American Apparel’s suspended chief executive officer and founder Dov Charney has built up a 43% stake in the retailer since his ouster last month — but he’s relinquished that voting power to the hedge fund that helped him buy those shares last week.
Charney, who was previously rallying shareholder support to ultimately reinstall himself as CEO, has given control of his stake to hedge fund Standard General to negotiate directly with American Apparel’s board, The New York Times reported Wednesday night. The firm is in talks with the board, which booted Charney for cause on June 18, on a long list of alleged misdeeds, to bring in new leadership, including new and experienced directors, as per the report. A person familiar with the situation confirmed the contents of the Times report.

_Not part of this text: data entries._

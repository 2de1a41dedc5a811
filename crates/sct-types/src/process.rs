//! The execution-service contract.
//!
//! An [`ExecutionEnvironment`] is a long-lived, isolated runtime. The
//! checker owns one for the solution and one for the student and drives
//! both synchronously; every call returns only when the outcome is known.

use crate::ast::{Expr, Module, WithItem};
use crate::value::Value;
use std::fmt;
use thiserror::Error;

/// An error raised by code running inside an environment.
#[derive(Debug, Clone, PartialEq, Eq, Error)]
#[error("{kind}: {message}")]
pub struct RaisedError {
    /// Exception class name, e.g. `ValueError`.
    pub kind: String,
    pub message: String,
}

impl RaisedError {
    pub fn new(kind: impl Into<String>, message: impl Into<String>) -> Self {
        Self {
            kind: kind.into(),
            message: message.into(),
        }
    }
}

/// Why entering a managed-resource context failed.
#[derive(Debug, Clone, PartialEq, Error)]
pub enum ContextError {
    /// The context expression did not evaluate to a context manager.
    #[error("object of type '{0}' is not a context manager")]
    NotAContextManager(String),
    /// The `as` target does not match the number of yielded values.
    #[error("cannot bind context values: {0}")]
    TargetMismatch(String),
    /// Evaluating the context expression raised.
    #[error(transparent)]
    Raised(#[from] RaisedError),
}

/// Outcome of running code: the value, everything printed, and the error
/// if one was raised.
#[derive(Debug, Clone, Default, PartialEq)]
pub struct Evaluation {
    pub value: Option<Value>,
    pub stdout: String,
    pub error: Option<RaisedError>,
}

impl Evaluation {
    pub fn raised(&self) -> bool {
        self.error.is_some()
    }
}

impl fmt::Display for Evaluation {
    fn fmt(&self, f: &mut fmt::Formatter<'_>) -> fmt::Result {
        match (&self.error, &self.value) {
            (Some(error), _) => write!(f, "raised {error}"),
            (None, Some(value)) => write!(f, "returned {value}"),
            (None, None) => write!(f, "returned nothing"),
        }
    }
}

/// A process-isolated runtime the checker evaluates code in.
pub trait ExecutionEnvironment {
    /// Execute a whole program, keeping its top-level bindings.
    fn run(&mut self, module: &Module) -> Evaluation;

    /// Evaluate one expression, capturing its value, output and error.
    fn evaluate(&mut self, expr: &Expr) -> Evaluation;

    /// Enter every item's context, binding their `as` targets until the
    /// matching [`exit_context`](Self::exit_context). Returns the bound
    /// names. On failure nothing stays entered.
    fn enter_context(&mut self, items: &[WithItem]) -> Result<Vec<String>, ContextError>;

    /// Exit the most recently entered batch of contexts.
    fn exit_context(&mut self) -> Result<(), RaisedError>;
}
//! Batches of checks, optionally run inside the contexts of a `with`
//! statement.

use crate::error::{AuthoringError, CheckResult};
use crate::session::Session;
use crate::state::State;
use crate::template::Bindings;
use sct_types::ast::{Node, WithItem};
use sct_types::parts::{Part, PartsMap};
use sct_types::process::ContextError;
use serde_json::Value as Json;
use tracing::{debug, warn};

const MSG_NOT_A_CONTEXT_MANAGER: &str =
    "In your `with` statement, you're not using a correct context manager.";
const MSG_TARGET_MISMATCH: &str = "In your `with` statement, the number of values in your context manager doesn't correspond to the number of variables you're trying to assign it to.";
const MSG_ENTER_RAISED: &str =
    "In your `with` statement, setting up the context manager failed: `{{error}}`.";
const MSG_EXIT_FAILED: &str = "Your `with` statement can not be closed off correctly, you're not using the context manager correctly.";

/// A check run against a state, e.g. inside [`State::multi`].
pub type SubCheck<'a> = &'a dyn Fn(&State, &mut Session) -> CheckResult<()>;

/// The items of a `with` statement's parts, if it has any.
fn with_items(parts: &PartsMap) -> Option<Vec<WithItem>> {
    match parts.get("with_items")? {
        Part::Ordered(items) => items
            .iter()
            .map(|part| match part {
                Part::Bare(Node::WithItem(item)) => Some(item.clone()),
                _ => None,
            })
            .collect(),
        _ => None,
    }
}

impl State {
    /// Run `checks` against this state in order. The first failure ends
    /// the batch.
    pub fn multi(&self, session: &mut Session, checks: &[SubCheck<'_>]) -> CheckResult<()> {
        checks.iter().try_for_each(|check| check(self, session))
    }

    /// Enter the contexts of this `with` statement in both environments,
    /// run `checks`, then exit both.
    ///
    /// Both environments are exited exactly once whatever the checks did.
    /// A failure closing the solution's context wins over everything else;
    /// a failure closing the student's context is reported only when the
    /// checks themselves passed.
    pub fn with_context(&self, session: &mut Session, checks: &[SubCheck<'_>]) -> CheckResult<()> {
        let solution_items = with_items(&self.solution_parts)
            .ok_or_else(|| AuthoringError::MissingSolutionPart("with_items".to_string()))?;
        if let Err(err) = session.solution_env().enter_context(&solution_items) {
            return Err(AuthoringError::SolutionContext(err.to_string()).into());
        }
        debug!(items = solution_items.len(), "entered solution context");

        let student_entered = match with_items(&self.student_parts) {
            Some(items) => session.student_env().enter_context(&items),
            None => Err(ContextError::NotAContextManager(
                self.student.kind_name().to_string(),
            )),
        };
        if let Err(err) = student_entered {
            debug!(%err, "student context failed to enter");
            let mut bindings = Bindings::new();
            let template = match &err {
                ContextError::NotAContextManager(_) => MSG_NOT_A_CONTEXT_MANAGER,
                ContextError::TargetMismatch(_) => MSG_TARGET_MISMATCH,
                ContextError::Raised(raised) => {
                    bindings.insert("error".to_string(), Json::String(raised.message.clone()));
                    MSG_ENTER_RAISED
                }
            };
            if let Err(exit) = session.solution_env().exit_context() {
                return Err(AuthoringError::SolutionContextExit(exit.to_string()).into());
            }
            let message = self.build_message(template, &bindings)?;
            return Err(session.fail(self.feedback(message)));
        }

        let outcome = self.multi(session, checks);

        let solution_exit = session.solution_env().exit_context();
        let student_exit = session.student_env().exit_context();
        debug!(
            solution_closed = solution_exit.is_ok(),
            student_closed = student_exit.is_ok(),
            "exited contexts"
        );

        if let Err(err) = solution_exit {
            if let Err(in_flight) = &outcome {
                warn!(%in_flight, "solution context failed to close during a failing check");
            }
            return Err(AuthoringError::SolutionContextExit(err.to_string()).into());
        }
        match (student_exit, outcome) {
            (Err(_), Ok(())) => {
                let message = self.build_message(MSG_EXIT_FAILED, &Bindings::new())?;
                Err(session.fail(self.feedback(message)))
            }
            (Err(err), Err(in_flight)) => {
                warn!(%err, "student context failed to close during a failing check");
                Err(in_flight)
            }
            (Ok(()), outcome) => outcome,
        }
    }
}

Since American Apparel’s board gave Charney his surprise letter of termination last month, a lot of drama has unfolded between the two parties. Charney boosted his 27% stake (which had been diluted after a capital raise this spring) to 43% with the help of a loan from Standard General. With a majority, he could add new directors to the seven-person board, perhaps helping him win back his CEO position. He also called for a special shareholders meeting in September, citing his power as CEO. The board rejected his request, noting his suspension. Most significantly, American Apparel’s board implemented an anti-takeover defense known as a poison pill, which would essentially dilute all shareholders’ stakes if Charney were to purchase more stock, thus preventing him from reaching 51%.
Up until now, Charney’s only real option in the board’s eyes was for the executive to conduct what’s known as a public consent solicitation — asking other shareholders to agree to a meeting in September, nominating new directors, getting them elected, then presumably attempting to get back in as CEO. That would be expensive and could take a year or more. Further, the board hired FTI Consulting to do a forensic investigation into Charney, talking to employees and searching for evidence of wrongdoing that hasn’t yet been uncovered, to further impede his return, said the person familiar with the matter, who declined to be identified citing lack of authorization to speak publicly.
This person said the board could have a preliminary report from FTI in the next week. It’s possible the investigation will reveal nothing, but if there’s evidence of securities fraud — something that another source close to the Charney family has hinted may be an issue — then Charney may be legally barred from ever serving as a CEO or director anywhere, the person said. Lion Capital, a longtime lender to American Apparel, has reportedly asked to see any related evidence, even though the firm continues to stand by Charney. American Apparel owes $10 million to Lion, and has the funds to pay that, but the board has been negotiating with the firm to potentially pay them more in order to eliminate Lion’s right to two board seats, the person said.
That’s what makes the entry of Standard General a bit of a wildcard. The hedge fund, which hasn’t promised any future role for Charney at the company, told the Times that he agreed to refrain from obtaining a seat on a new board if that can successfully be created. Charney’s incentive in the situation was to ensure certain parts of American Apparel’s business model would remain intact, such as its “Made in the USA” ethos and payment of fair wages for employees.
“I handed over my ownership control to Standard General so they could protect the company and all of its stakeholders, particularly the employees,” Charney told the Times. “The least important thing was me. I know that will be dealt with fairly later.”
Charney, who founded American Apparel in 1998, was stripped of his chairman title and fired as CEO last month. The termination will be effective after a 30-day period later this month. The executive has long been dogged by tales of sexual misconduct. The board, in its firing letter last month, said Charney sexually harassed employees and “refused to participate in mandatory sexual harassment training”; gave “significant” severance packages to former employees to help conceal wrongdoing; was “aware of, but took no steps to prevent an employee under (his) direct supervision and control from creating and maintaining false, defamatory and impersonating blog posts about former American Apparel employees.” He also authorized salary increases and bonuses for employees to get them to sign releases aimed at protecting him from personal liability, and sought company reimbursement for “personal services such as legal consultation,” according to the letter.